Donkey Voting Part 2

I had given donkey voting an exhaustive treatment here, but Mark Anthony Sammut brought it back to light in this video. His argument for the presence of Donkey voting is essentially the lack of a uniform distribution of MP’s surnames across all the letters of the alphabet (given there are 30 Maltese letters, and 67 seats, you would expect each letter to have 2.2 seats).

This distribution would make sense if surnames are evenly distributed across the alphabet… but it almost certainly isn’t. However, Sammut’s post did get my attention at a perhaps more elegant way to look at donkey voting by:

  1. Establish the distribution of Maltese surnames across the alphabet.
  2. Establish the distribution of surnames in parliament.
  3. Compare both!

Finding data for 1 was difficult, so I relented and spent a few hours of the weekend trawling a few popular social network pages and manually copying and pasting the occurrence of surnames into excel. In theory, it should approximate the distribution of surnames in the general population.

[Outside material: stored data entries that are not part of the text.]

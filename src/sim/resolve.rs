//! Answer matching, hits and ground smashing
//!
//! Every handler here tolerates stale ids: the host's overlap reports and the
//! core's own removals can cross within one tick, so a missing prompt,
//! projectile or block is a no-op rather than an error.

use glam::Vec2;

use super::prompt::{PromptKind, hit_score};
use super::schedule::TimerAction;
use super::session::Session;
use super::state::{GameEvent, GamePhase, Projectile};
use crate::error::GameError;
use crate::hooks;

impl Session {
    /// Fire at the prompt whose answer matches `text` (case-insensitive)
    ///
    /// Among several matches the earliest-spawned prompt without a shot
    /// already on the way wins. Returns false for empty input, for a miss,
    /// and when no level is running.
    pub fn attempt_answer(&mut self, text: &str) -> bool {
        if self.state.phase != GamePhase::Running {
            return false;
        }
        let wanted = text.to_lowercase();
        if wanted.is_empty() {
            return false;
        }

        let targeted: Vec<u32> = self.state.projectiles.iter().map(|p| p.target).collect();
        let matching: Vec<(u32, bool)> = self
            .state
            .prompts
            .iter()
            .filter(|p| p.is_active() && p.matches(&wanted))
            .map(|p| (p.id, targeted.contains(&p.id)))
            .collect();
        let target = matching
            .iter()
            .find(|(_, already)| !already)
            .or(matching.first())
            .map(|(id, _)| *id);

        let Some(target) = target else {
            self.state.push_event(GameEvent::Miss {
                text: text.to_string(),
            });
            return false;
        };

        let Some(prompt) = self.state.prompt(target) else {
            return false;
        };
        let answer = prompt.answer.clone();
        let launch = Vec2::new(prompt.center().x, self.state.playfield.bottom);

        if let Some(speech) = self.speech.as_mut() {
            if !speech.is_speaking() {
                speech.speak(&answer);
            }
        }

        let id = self.state.next_entity_id();
        self.state.projectiles.push(Projectile {
            id,
            target,
            pos: launch,
        });
        self.state.push_event(GameEvent::Fired {
            projectile: id,
            prompt: target,
        });
        log::debug!("Fired #{id} at prompt #{target} ('{answer}')");
        true
    }

    /// A projectile reached its target
    ///
    /// Returns true if the hit scored. The projectile is always consumed.
    pub fn on_projectile_hit(&mut self, projectile: u32, prompt: u32) -> Result<bool, GameError> {
        let Some(index) = self.state.projectiles.iter().position(|p| p.id == projectile) else {
            return Ok(false);
        };
        self.state.projectiles.remove(index);

        if self.state.phase != GamePhase::Running {
            return Ok(false);
        }
        let level = self.state.level;
        let Some(target) = self.state.prompt_mut(prompt) else {
            return Ok(false);
        };
        if !target.is_active() {
            return Ok(false);
        }

        let points = hit_score(target.base_score, level);
        let answer = target.answer.clone();
        let bonus = target.kind.is_bonus();
        target.begin_resolving();

        self.state.score += points;
        self.arm_removal(prompt);
        self.state.push_event(GameEvent::PromptHit {
            id: prompt,
            answer,
            points,
            bonus,
        });

        // Keep the board from going empty between spawn timers
        if self.state.active_prompt_count() <= 1 {
            self.spawn_prompt(PromptKind::Falling, false)?;
        }
        Ok(true)
    }

    /// A falling prompt landed on a ground block
    ///
    /// Destroys the block and reveals the prompt. Ends the session when the
    /// last block goes. Returns true if a block was destroyed.
    pub fn on_prompt_reaches_block(&mut self, prompt: u32, block: u32) -> bool {
        if self.state.phase != GamePhase::Running {
            return false;
        }
        let prompt_active = self.state.prompt(prompt).is_some_and(|p| p.is_active());
        let block_alive = self
            .state
            .blocks
            .iter()
            .any(|b| b.id == block && b.alive);
        if !prompt_active || !block_alive {
            return false;
        }

        if let Some(smashed) = self.state.blocks.iter_mut().find(|b| b.id == block) {
            smashed.alive = false;
        }
        if let Some(target) = self.state.prompt_mut(prompt) {
            target.begin_resolving();
        }
        self.arm_removal(prompt);

        let remaining = self.state.remaining_blocks();
        self.state.push_event(GameEvent::BlockSmashed {
            block,
            prompt,
            remaining,
        });
        log::debug!("Prompt #{prompt} smashed block #{block}, {remaining} left");

        if remaining == 0 {
            self.game_over();
        }
        true
    }

    /// Pointer picked a prompt: sync the input line and highlight matches
    ///
    /// Only meaningful for input modes with pointer selection.
    pub fn select_prompt(&mut self, prompt: u32) -> bool {
        if !self.tuning.input_mode.supports_selection() {
            return false;
        }
        let Some(answer) = self
            .state
            .prompt(prompt)
            .filter(|p| p.is_active())
            .map(|p| p.answer.clone())
        else {
            return false;
        };

        hooks::report(self.hooks.on_text_selected(&answer), "selecting prompt");
        for p in self.state.prompts.iter_mut() {
            p.selected = p.is_active() && p.answer == answer;
        }
        true
    }

    /// Reveal prompts that left the playfield
    pub(crate) fn resolve_escapes(&mut self) {
        let playfield = self.state.playfield;
        let escaped: Vec<u32> = self
            .state
            .prompts
            .iter_mut()
            .filter(|p| p.is_active())
            .filter_map(|p| {
                p.in_bounds = !p.is_out_of_bounds(&playfield, &self.tuning);
                (!p.in_bounds).then_some(p.id)
            })
            .collect();

        for id in escaped {
            if let Some(prompt) = self.state.prompt_mut(id) {
                prompt.begin_resolving();
            }
            self.arm_removal(id);
            self.state.push_event(GameEvent::PromptEscaped { id });
        }
    }

    /// Projectiles whose target is gone or already resolving
    pub(crate) fn drop_orphan_projectiles(&mut self) {
        let prompts = &self.state.prompts;
        self.state.projectiles.retain(|shot| {
            prompts
                .iter()
                .any(|p| p.id == shot.target && p.is_active())
        });
    }

    fn arm_removal(&mut self, prompt: u32) {
        self.state
            .timers
            .arm(self.tuning.reveal_delay_ms, TimerAction::RemovePrompt(prompt));
    }

    /// Reveal delay over: take the prompt out of play
    pub(crate) fn remove_prompt(&mut self, id: u32) {
        let Some(index) = self.state.prompts.iter().position(|p| p.id == id) else {
            return;
        };
        let mut prompt = self.state.prompts.remove(index);
        prompt.mark_destroyed();
        self.state.projectiles.retain(|shot| shot.target != id);

        hooks::report(self.hooks.on_text_removed(&prompt.answer), "removing prompt");
        self.state.push_event(GameEvent::PromptRemoved {
            id,
            answer: prompt.answer,
        });
    }
}
//! Timer dispatch and motion for one host tick
//!
//! Within a tick due timers fire in due order. Between them, and after the
//! last one, prompts and projectiles move and escapes are checked. Overlaps
//! are resolved afterwards, either by the host or by [`Session::step`].

use super::schedule::TimerAction;
use super::session::Session;
use super::state::{GamePhase, GameState};
use crate::error::GameError;
use crate::tuning::Tuning;

impl Session {
    /// Advance the session by `dt_ms` milliseconds
    pub fn tick(&mut self, dt_ms: u32) -> Result<(), GameError> {
        // Nothing moves before the first level or after the ground is gone
        match self.state.phase {
            GamePhase::Setup | GamePhase::GameOver => return Ok(()),
            _ => {}
        }

        // Motion is split at every timer due in this window, so a prompt
        // spawned partway through only moves for the time left after it
        let until = self.state.timers.now_ms() + dt_ms as u64;
        loop {
            let due = self.state.timers.next_due().filter(|&due| due <= until);
            let slice_end = due.unwrap_or(until);
            let slice_ms = slice_end.saturating_sub(self.state.timers.now_ms());
            self.state.timers.advance_to(slice_end);
            if self.state.phase == GamePhase::Running && slice_ms > 0 {
                self.advance_world(slice_ms);
            }

            if due.is_none() {
                break;
            }
            if let Some(timer) = self.state.timers.pop_due_by(slice_end) {
                self.fire(timer.action)?;
                if self.state.phase == GamePhase::GameOver {
                    return Ok(());
                }
            }
        }

        if self.state.phase == GamePhase::Running {
            self.state.normalize_order();
        }
        Ok(())
    }

    /// Move everything for one slice without timers, then reveal escapes
    fn advance_world(&mut self, slice_ms: u64) {
        advance_motion(&mut self.state, &self.tuning, slice_ms as f32 / 1000.0);
        self.drop_orphan_projectiles();
        self.resolve_escapes();
    }

    fn fire(&mut self, action: TimerAction) -> Result<(), GameError> {
        match action {
            TimerAction::Spawn { kind, rearm } => {
                if self.state.phase == GamePhase::Running {
                    self.spawn_prompt(kind, rearm)?;
                }
            }
            TimerAction::RemovePrompt(id) => self.remove_prompt(id),
            TimerAction::Countdown { remaining } => self.countdown(remaining)?,
            TimerAction::LevelEnd => {
                self.next_level()?;
            }
        }
        Ok(())
    }
}

/// Move active prompts along their velocity and home projectiles on targets
///
/// Resolving prompts stay frozen where they were revealed.
pub fn advance_motion(state: &mut GameState, tuning: &Tuning, dt: f32) {
    for prompt in state.prompts.iter_mut().filter(|p| p.is_active()) {
        prompt.pos += prompt.vel * dt;
    }

    let step = tuning.projectile_speed * dt;
    for shot in state.projectiles.iter_mut() {
        let Some(target) = state.prompts.iter().find(|p| p.id == shot.target) else {
            continue;
        };
        let to_target = target.center() - shot.pos;
        if to_target.length() <= step {
            shot.pos = target.center();
        } else {
            shot.pos += to_target.normalize_or_zero() * step;
        }
    }
}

For 2 I used the John C. Lane/UoM Parliamentary Election Dataset filtered for the years 1986-2013 also introduced in the previous donkey voting post.

What Surnames in Parliament are over/under-represented vs. the Population?

By subtracting the proportion of say Abelas in the general population (3%) from Abelas in Parliament (1.1% of all members) we can deduce that Abelas are under-represented. In the same vein, a negative difference (0.5% of the population are Camilleris, vs 2.7% in Parliament) would show that Camilleri is overrepresented in Parliament.

Here’s how the surnames of MP’s across 2013-1986 stacked up:

While the above graph shows pretty clearly that some surnames are over represented or under represented irrespective of the initial letter, it’s still only counting those who made it to Parliament (i.e. endured the supposed bias).

We can go one step further. I extracted the initial letter from the surname and counted the proportion of people with those surnames as a percentage to all surnames observed.

If the donkey vote hypothesis is correct, letters where the red Parliamentary dot is above the black population line would be in the first few positions. But the letters that are overrepresented span the alphabet (B, F, G, M, P, R), A is nearly equivalent to the prevalence in the population, and C is actually underrepresented in Parliament compared to the general population.

Conclusion: Déjà vu

Donkey voting seems to be another item in that assorted list of “common facts” that never stands up to scrutiny. Was someone elected to Parliament because of his surname order? Probably. But that doesn’t mean it’s a systemic problem. Donkey voting by defenition starts to take effect after the first few deliberate choices, and in districts where 2-3 MP’s on each party ballot get elected, blaming it for not getting elected is splitting at hairs.